I hesitated, figuring already how Caroline would take my next words. “I want you to know, Caroline, I don’t think it’s right for you to be here, even with Nathan. I’m here a single man and you’re a widow, and it doesn’t look right—”
“You see me worried ’bout that?”
“Well, I promised Mitchell I’d take care of you.”
“And so how you figurin’ on doin’ that if I ain’t here?”
“Well . . . my plan is first of all to secure this land—”

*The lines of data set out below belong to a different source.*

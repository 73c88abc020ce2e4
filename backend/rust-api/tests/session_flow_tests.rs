use std::sync::Arc;

use adaptix_api::models::{
    Difficulty, EmotionSample, GeneratedQuestion, SubmitSessionRequest, SubmittedAnswer,
};
use adaptix_api::services::agent_service::AgentService;
use adaptix_api::services::attempt_service::AttemptService;
use adaptix_api::services::quota::QuotaGovernor;

mod common;
use common::{analysis_json, questions_json, sample_test, InMemoryStore, ScriptedClient};

fn service(store: Arc<InMemoryStore>, client: ScriptedClient, limit: u32) -> AttemptService {
    let quota = Arc::new(QuotaGovernor::new(limit));
    let agent = Arc::new(AgentService::new(Arc::new(client), store.clone(), quota));
    AttemptService::new(store, agent, 5)
}

fn answers(
    questions: &[GeneratedQuestion],
    correct: &[bool],
    stress: f64,
) -> Vec<SubmittedAnswer> {
    questions
        .iter()
        .zip(correct)
        .map(|(q, &is_correct)| SubmittedAnswer {
            question_id: q.id.clone(),
            question_text: q.question.clone(),
            selected_answer: if is_correct {
                q.correct_answer.clone()
            } else {
                "wrong".to_string()
            },
            correct_answer: q.correct_answer.clone(),
            is_correct,
            stress,
            time_taken_secs: 20.0,
            difficulty: Some(q.difficulty),
            stress_level: None,
            dominant_emotion: None,
        })
        .collect()
}

#[tokio::test]
async fn starting_an_attempt_serves_the_first_batch_at_easy() {
    let store = Arc::new(InMemoryStore::new().with_test(sample_test("t1", "algebra", 4, 2)));
    let client = ScriptedClient::new().final_text(questions_json(2, "easy", "algebra"));
    let service = service(store.clone(), client, 100);

    let response = service.start_attempt("t1", "learner-1").await.unwrap();

    assert_eq!(response.session_number, 1);
    assert_eq!(response.total_sessions, 2);
    assert_eq!(response.questions.len(), 2);
    assert_eq!(response.total_questions, 4);
    assert!(!response.used_fallback);

    let attempt = store.attempt(&response.attempt_id).unwrap();
    assert_eq!(attempt.current_difficulty, Difficulty::Easy);
    assert_eq!(attempt.current_session, 0);
    assert_eq!(attempt.current_session_questions.len(), 2);
    assert!(attempt.results.is_empty());
}

#[tokio::test]
async fn starting_an_unknown_test_fails() {
    let store = Arc::new(InMemoryStore::new());
    let service = service(store, ScriptedClient::new(), 100);

    let err = service.start_attempt("missing", "learner-1").await.unwrap_err();
    assert!(format!("{err:#}").contains("Test not found"));
}

#[tokio::test]
async fn attempt_progresses_through_sessions_to_completion() {
    let store = Arc::new(InMemoryStore::new().with_test(sample_test("t1", "algebra", 4, 2)));
    let client = ScriptedClient::new()
        // start: first batch
        .final_text(questions_json(2, "easy", "algebra"))
        // submit 1: analysis, then the next batch
        .final_text(analysis_json("medium", "Step up the difficulty"))
        .final_text(questions_json(2, "medium", "algebra"))
        // submit 2: analysis only, the attempt completes
        .final_text(analysis_json("hard", "Great run"));
    let service = service(store.clone(), client, 100);

    let started = service.start_attempt("t1", "learner-1").await.unwrap();
    let attempt_id = started.attempt_id.clone();

    // First session: both correct, calm.
    let response = service
        .submit_session(
            &attempt_id,
            SubmitSessionRequest {
                answers: answers(&started.questions, &[true, true], 0.1),
                emotion_samples: Vec::new(),
            },
        )
        .await
        .unwrap();

    assert!(!response.done);
    let analysis = &response.session_analysis;
    assert_eq!(analysis.session_number, 1);
    assert_eq!(analysis.accuracy, 1.0);
    assert_eq!(analysis.next_difficulty, Difficulty::Medium);
    assert_eq!(analysis.recommendation, "Step up the difficulty");
    assert!(!analysis.used_fallback);

    let next = response.next_session.unwrap();
    assert_eq!(next.session_number, 2);
    assert_eq!(next.questions.len(), 2);
    let progress = response.progress.unwrap();
    assert_eq!(progress.questions_answered, 2);
    assert_eq!(progress.percent_complete, 50);

    let attempt = store.attempt(&attempt_id).unwrap();
    assert_eq!(attempt.current_difficulty, Difficulty::Medium);
    assert_eq!(attempt.index, 2);
    assert_eq!(attempt.session_analytics.len(), 1);

    // Second session: finishes the test.
    let response = service
        .submit_session(
            &attempt_id,
            SubmitSessionRequest {
                answers: answers(&next.questions, &[true, false], 0.2),
                emotion_samples: Vec::new(),
            },
        )
        .await
        .unwrap();

    assert!(response.done);
    let completion = response.completion.unwrap();
    assert_eq!(completion.total_questions, 4);
    assert_eq!(completion.total_correct, 3);

    let attempt = store.attempt(&attempt_id).unwrap();
    assert!(attempt.completed);
    assert!(attempt.completed_at.is_some());
    assert_eq!(attempt.index, 4);
    // index equals the sum of answers across completed sessions
    assert_eq!(
        attempt.index,
        attempt
            .session_analytics
            .iter()
            .map(|s| s.questions_answered)
            .sum::<u32>()
    );
}

#[tokio::test]
async fn completed_attempts_reject_further_submissions_without_mutation() {
    let store = Arc::new(InMemoryStore::new().with_test(sample_test("t1", "algebra", 2, 2)));
    let client = ScriptedClient::new()
        .final_text(questions_json(2, "easy", "algebra"))
        .final_text(analysis_json("medium", "Done"));
    let service = service(store.clone(), client, 100);

    let started = service.start_attempt("t1", "learner-1").await.unwrap();
    let attempt_id = started.attempt_id.clone();

    let response = service
        .submit_session(
            &attempt_id,
            SubmitSessionRequest {
                answers: answers(&started.questions, &[true, true], 0.1),
                emotion_samples: Vec::new(),
            },
        )
        .await
        .unwrap();
    assert!(response.done);

    let before = store.attempt(&attempt_id).unwrap();

    let err = service
        .submit_session(
            &attempt_id,
            SubmitSessionRequest {
                answers: answers(&started.questions, &[true, true], 0.1),
                emotion_samples: Vec::new(),
            },
        )
        .await
        .unwrap_err();

    assert!(format!("{err:#}").contains("already completed"));
    let after = store.attempt(&attempt_id).unwrap();
    assert_eq!(after.results.len(), before.results.len());
    assert_eq!(after.session_analytics.len(), before.session_analytics.len());
}

#[tokio::test]
async fn failed_analysis_falls_back_to_the_fixed_rule() {
    let store = Arc::new(InMemoryStore::new().with_test(sample_test("t1", "algebra", 4, 2)));
    let client = ScriptedClient::new()
        .final_text(questions_json(2, "easy", "algebra"))
        // analysis run returns garbage -> parse failure -> fixed rule
        .final_text("I could not produce structured output, sorry.")
        .final_text(questions_json(2, "medium", "algebra"));
    let service = service(store.clone(), client, 100);

    let started = service.start_attempt("t1", "learner-1").await.unwrap();

    let response = service
        .submit_session(
            &started.attempt_id,
            SubmitSessionRequest {
                answers: answers(&started.questions, &[true, true], 0.1),
                emotion_samples: Vec::new(),
            },
        )
        .await
        .unwrap();

    // Perfect accuracy under low stress escalates per the fixed rule, and the
    // analysis is tagged as non-model-backed.
    let analysis = &response.session_analysis;
    assert!(analysis.used_fallback);
    assert_eq!(analysis.next_difficulty, Difficulty::Medium);
    assert!(!analysis.recommendation.is_empty());
}

#[tokio::test]
async fn mismatched_answer_counts_commit_nothing() {
    let store = Arc::new(InMemoryStore::new().with_test(sample_test("t1", "algebra", 4, 2)));
    let client = ScriptedClient::new().final_text(questions_json(2, "easy", "algebra"));
    let service = service(store.clone(), client, 100);

    let started = service.start_attempt("t1", "learner-1").await.unwrap();

    let err = service
        .submit_session(
            &started.attempt_id,
            SubmitSessionRequest {
                answers: answers(&started.questions[..1], &[true], 0.1),
                emotion_samples: Vec::new(),
            },
        )
        .await
        .unwrap_err();

    assert!(format!("{err:#}").contains("for a batch of"));
    let attempt = store.attempt(&started.attempt_id).unwrap();
    assert_eq!(attempt.index, 0);
    assert!(attempt.results.is_empty());
}

#[tokio::test]
async fn exhausted_quota_serves_template_content_end_to_end() {
    let store =
        Arc::new(InMemoryStore::new().with_test(sample_test("t1", "quadratic equations", 10, 5)));
    // Daily limit zero: every run degrades to the fallback generator.
    let service = service(store.clone(), ScriptedClient::new(), 0);

    let started = service.start_attempt("t1", "learner-1").await.unwrap();

    assert!(started.used_fallback);
    assert_eq!(started.questions.len(), 5);
    assert!(started
        .questions
        .iter()
        .any(|q| q.question.to_lowercase().contains("quadratic")
            || q.topic.to_lowercase().contains("quadratic")));

    let response = service
        .submit_session(
            &started.attempt_id,
            SubmitSessionRequest {
                answers: answers(&started.questions, &[true, true, false, true, true], 0.2),
                emotion_samples: Vec::new(),
            },
        )
        .await
        .unwrap();

    assert!(response.session_analysis.used_fallback);
    let next = response.next_session.unwrap();
    assert!(next.used_fallback);
    assert_eq!(next.questions.len(), 5);
}

#[tokio::test]
async fn emotion_samples_are_aggregated_and_persisted() {
    let store = Arc::new(InMemoryStore::new().with_test(sample_test("t1", "algebra", 4, 2)));
    let client = ScriptedClient::new()
        .final_text(questions_json(2, "easy", "algebra"))
        .final_text(analysis_json("easy", "Stay the course"))
        .final_text(questions_json(2, "easy", "algebra"));
    let service = service(store.clone(), client, 100);

    let started = service.start_attempt("t1", "learner-1").await.unwrap();

    let response = service
        .submit_session(
            &started.attempt_id,
            SubmitSessionRequest {
                // Self-reports on the 0-10 scale get normalized to 0-1.
                answers: answers(&started.questions, &[true, false], 9.0),
                emotion_samples: vec![
                    EmotionSample {
                        stress_level: 0.8,
                        dominant_emotion: "fear".to_string(),
                        question_number: Some(1),
                    },
                    EmotionSample {
                        stress_level: 0.6,
                        dominant_emotion: "neutral".to_string(),
                        question_number: Some(2),
                    },
                ],
            },
        )
        .await
        .unwrap();

    let analysis = &response.session_analysis;
    assert!((analysis.avg_emotion_stress - 0.7).abs() < 1e-9);
    assert_eq!(analysis.avg_stress, 0.9);
    assert_eq!(analysis.dominant_emotions, vec!["fear", "neutral"]);
    assert_eq!(store.emotion_count(), 2);

    let attempt = store.attempt(&started.attempt_id).unwrap();
    assert!(attempt.results.iter().all(|r| r.stress == 0.9));
}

“And jus’ what I’m s’pose t’ do while you doin’ that? Stay sharecroppin’ on my daddy’s place when I got twenty acres of my own right here? Now, that don’t make no kind of sense to me. Mitchell might’ve made you promise to take care of me, but I figure the best way for you to keep that promise is for you to help me take care of myself.”
I took a moment to accept her reasoning and to gather my words for what had to come next. I fumbled with my boots and finally got them on. Then I straightened and looked directly at Caroline. “That be the case,” I said, “and you set on staying, then what I think we need to be thinking on after your mourning period is our getting married.”
“Mitchell told you t’ do that too, huh?”
“He said . . . to take care of you. That’s what he wanted.”
She grunted. “I know what he wanted. Told me same as you. Well, I loved Mitchell and I’m carryin’ his child, but he can’t tell me what t’ do from the grave. Ain’t nobody gotta take care of me, Paul-Edward Logan, and Mitchell can’t make me marry you or nobody else.”
I heaved a sigh at her stubbornness, and I suppose at my own relief. “So you’re just going to stay on here?”